Helen Lewis at The Atlantic acknowledges the Dem's gender problem:
One of the mysteries of this election is how the Democrats approached polling day with a set of policies on gender identity that they were neither proud to champion—nor prepared to disown….
Biden’s administration has long pushed the new orthodoxy on gender, without ever really explaining to the American people why it matters—or, more crucially, what it actually involves. His officials have advocated for removing lower age limits for gender surgeries for minors, and in January 2022, his nominee for the Supreme Court, Ketanji Brown Jackson, refused to define the word woman, telling Senator Marsha Blackburn of Tennessee, “I’m not a biologist.”
On sports—an issue seized on by the Trump campaign—Biden’s White House has consistently prioritized gender identity over sex. Last year, the Department of Education proposed regulations establishing “that policies violate Title IX when they categorically ban transgender students from participating on sports teams consistent with their gender identity just because of who they are.” Schools were, however, allowed to limit participation in specific situations. (In April, with the election looming, this part of the Title IX revision was put on hold.) Harris went into the campaign tied to the Biden administration’s positions, and did not have the courage, or strategic sense, to reject them publicly. Nor did she defend them.
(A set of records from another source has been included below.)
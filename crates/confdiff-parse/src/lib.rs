//! Source document loading for confdiff.
//!
//! Decodes JSON and YAML files into the shared mapping model consumed by
//! `confdiff-tree`. Decoding goes straight into [`serde_json::Value`], so
//! both source formats land in one representation and structural equality
//! works across them. Two shapes of normalization happen on the way in:
//!
//! - whole-valued floats become integers, so `1` and `1.0` compare equal
//!   regardless of which source format spelled them,
//! - a YAML stream holding several documents is deep-merged left to right
//!   into a single mapping.
//!
//! # Key Types
//!
//! - [`SourceFormat`]: which decoder a file extension selects
//! - [`ParseError`]: everything that can go wrong loading a document

pub mod error;

pub use error::{ParseError, ParseResult};

use std::fs;
use std::path::Path;

use confdiff_tree::Document;
use serde::Deserialize;
use serde_json::Value;
use tracing::debug;

/// The source formats a document can be decoded from.
#[derive(Clone, Copy, Debug, PartialEq, Eq)]
pub enum SourceFormat {
    Json,
    Yaml,
}

impl SourceFormat {
    /// Pick the decoder from a file extension.
    ///
    /// Matching is exact: `.json` selects JSON, `.yaml` and `.yml` select
    /// YAML, and anything else, including case variants like `.JSON`, is
    /// rejected.
    pub fn from_path(path: &Path) -> ParseResult<Self> {
        let extension = path.extension().and_then(|ext| ext.to_str()).unwrap_or("");
        match extension {
            "json" => Ok(SourceFormat::Json),
            "yaml" | "yml" => Ok(SourceFormat::Yaml),
            other => Err(ParseError::UnsupportedExtension {
                path: path.to_path_buf(),
                extension: other.to_string(),
            }),
        }
    }

    /// The canonical name of this source format.
    pub fn name(&self) -> &'static str {
        match self {
            SourceFormat::Json => "json",
            SourceFormat::Yaml => "yaml",
        }
    }
}

impl std::fmt::Display for SourceFormat {
    fn fmt(&self, f: &mut std::fmt::Formatter<'_>) -> std::fmt::Result {
        f.write_str(self.name())
    }
}

/// Load the two documents a diff is computed over.
pub fn parse_documents(path_a: &Path, path_b: &Path) -> ParseResult<(Document, Document)> {
    Ok((parse_file(path_a)?, parse_file(path_b)?))
}

/// Load and decode one document, picking the decoder from the file
/// extension.
pub fn parse_file(path: &Path) -> ParseResult<Document> {
    let format = SourceFormat::from_path(path)?;
    let text = fs::read_to_string(path).map_err(|source| ParseError::Read {
        path: path.to_path_buf(),
        source,
    })?;
    let document = parse_str(format, &text).map_err(|source| ParseError::InFile {
        path: path.to_path_buf(),
        source: Box::new(source),
    })?;
    debug!(
        path = %path.display(),
        format = %format,
        entries = document.len(),
        "decoded document"
    );
    Ok(document)
}

/// Decode `text` as a single configuration document.
///
/// JSON input must hold exactly one object. YAML input may hold any number
/// of documents: null documents are skipped, the rest must be mappings and
/// are deep-merged left to right, and an empty stream yields an empty
/// document. Numbers are normalized after decoding.
pub fn parse_str(format: SourceFormat, text: &str) -> ParseResult<Document> {
    let mut document = match format {
        SourceFormat::Json => parse_json(text)?,
        SourceFormat::Yaml => parse_yaml(text)?,
    };
    for value in document.values_mut() {
        normalize_numbers(value);
    }
    Ok(document)
}

fn parse_json(text: &str) -> ParseResult<Document> {
    let value: Value = serde_json::from_str(text)?;
    into_mapping(value)
}

fn parse_yaml(text: &str) -> ParseResult<Document> {
    let mut documents = Vec::new();
    for deserializer in serde_yaml::Deserializer::from_str(text) {
        let value = Value::deserialize(deserializer)?;
        if value.is_null() {
            // Empty and explicitly null documents contribute nothing.
            continue;
        }
        documents.push(into_mapping(value)?);
    }
    Ok(merge_documents(documents))
}

fn into_mapping(value: Value) -> ParseResult<Document> {
    match value {
        Value::Object(map) => Ok(map),
        other => Err(ParseError::RootNotMapping {
            kind: value_kind(&other),
        }),
    }
}

fn value_kind(value: &Value) -> &'static str {
    match value {
        Value::Null => "null",
        Value::Bool(_) => "a boolean",
        Value::Number(_) => "a number",
        Value::String(_) => "a string",
        Value::Array(_) => "a sequence",
        Value::Object(_) => "a mapping",
    }
}

/// Deep-merge mappings left to right into one document.
///
/// Later values win, except that when both sides hold a mapping under the
/// same key the two are merged recursively instead of replaced.
pub fn merge_documents<I>(documents: I) -> Document
where
    I: IntoIterator<Item = Document>,
{
    let mut merged = Document::new();
    for document in documents {
        merge_into(&mut merged, document);
    }
    merged
}

fn merge_into(base: &mut Document, overlay: Document) {
    for (key, incoming) in overlay {
        let value = match (base.remove(&key), incoming) {
            (Some(Value::Object(mut below)), Value::Object(above)) => {
                merge_into(&mut below, above);
                Value::Object(below)
            }
            (_, incoming) => incoming,
        };
        base.insert(key, value);
    }
}

/// Normalize numbers in place so whole-valued floats become integers.
///
/// A float with zero fractional part that fits an `i64` exactly is replaced
/// by that integer, making `1` and `1.0` structurally equal no matter how a
/// source spelled them. Every other number is left untouched.
pub fn normalize_numbers(value: &mut Value) {
    match value {
        Value::Number(number) if number.is_f64() => {
            if let Some(float) = number.as_f64() {
                if float.fract() == 0.0 && float >= i64::MIN as f64 && float < i64::MAX as f64 {
                    *value = Value::from(float as i64);
                }
            }
        }
        Value::Object(map) => {
            for child in map.values_mut() {
                normalize_numbers(child);
            }
        }
        Value::Array(items) => {
            for item in items {
                normalize_numbers(item);
            }
        }
        _ => {}
    }
}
The fundamental issue is that athletes who have gone through male puberty are typically stronger and faster than biological females. Rather than contend with that fact, many on the left have retreated to a comfort zone of claiming that opposition to trans women in women’s sports is driven principally by transphobia. But it isn’t: When trans men or nonbinary people who were born female have competed in women’s sports against other biological females, no one has objected. The same season that Lia Thomas, a trans woman, caused controversy by swimming in the women’s division, a trans man named Iszac Henig did so without any protests. (He was not taking testosterone and so did not have an unfair advantage.) Yet even talking about this issue in language that regular Americans can understand is difficult: On CNN Friday, when the conservative political strategist Shermichael Singleton said that “there are a lot of families out there who don’t believe that boys should play girls’ sports,” he was immediately shouted down by another panelist, Jay Michaelson, who said that the word boy was a “slur,” and he “was not going to listen to transphobia at this table.” The moderator, Abby Phillips, also rebuked Singleton, telling him to “talk about this in a way that is respectful.”…
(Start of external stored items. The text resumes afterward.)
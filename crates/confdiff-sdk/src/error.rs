use thiserror::Error;

#[derive(Debug, Error)]
pub enum DiffError {
    #[error("parse error: {0}")]
    Parse(#[from] confdiff_parse::ParseError),

    #[error("format error: {0}")]
    Format(#[from] confdiff_format::FormatError),
}

pub type DiffResult<T> = Result<T, DiffError>;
The tragedy of this subject is that compromise positions are available that would please most voters, and would stop a wider backlash against gender nonconformity that manifests as punitive laws in red states. America is a more open-minded country than its toughest critics believe—the latest research shows that about as many people believe that society has not gone far enough in accepting trans people as think that it has gone too far. Delaware has just elected the first transgender member of Congress, Sarah McBride. But most voters think that biological sex is real, and that it matters in law and policy. Instructing them to believe otherwise, and not to ask any questions, is a doomed strategy. By shedding their most extreme positions, the Democrats will be better placed to defend transgender Americans who want to live their lives in peace.
As Leor Sapir points out – while acknowledging that this is generally "a good and important piece" – that last paragraph misleads with its talk of "a wider backlash against gender nonconformity":
…it's a profound mischaracterization to say that there is a "backlash against gender nonconformity" among Republicans and non-progressive voters. Just the opposite is true. The "backlash" is in favor of gender non-conformity, over and against the rigid stereotyping of "gender identity" theory. Boys who like to play with dolls and dance ballet are not "trans girls." They're effeminate–i.e., gender nonconforming–boys.
This point has been made ad nauseum in the gender culture wars, and I've yet to read a persuasive rebuttal to it. There is no definition of gender identity that isn't either circular or reliant on stereotypes. Typically, it is both. There is no secular ideology more hostile to gender non-conformity in our day than gender identity theory. None.
This is a key point and any effort to understand where Democrats went wrong and what they need to do to fix it must begin from a correct understanding of what critics of gender identity theory actually think and say.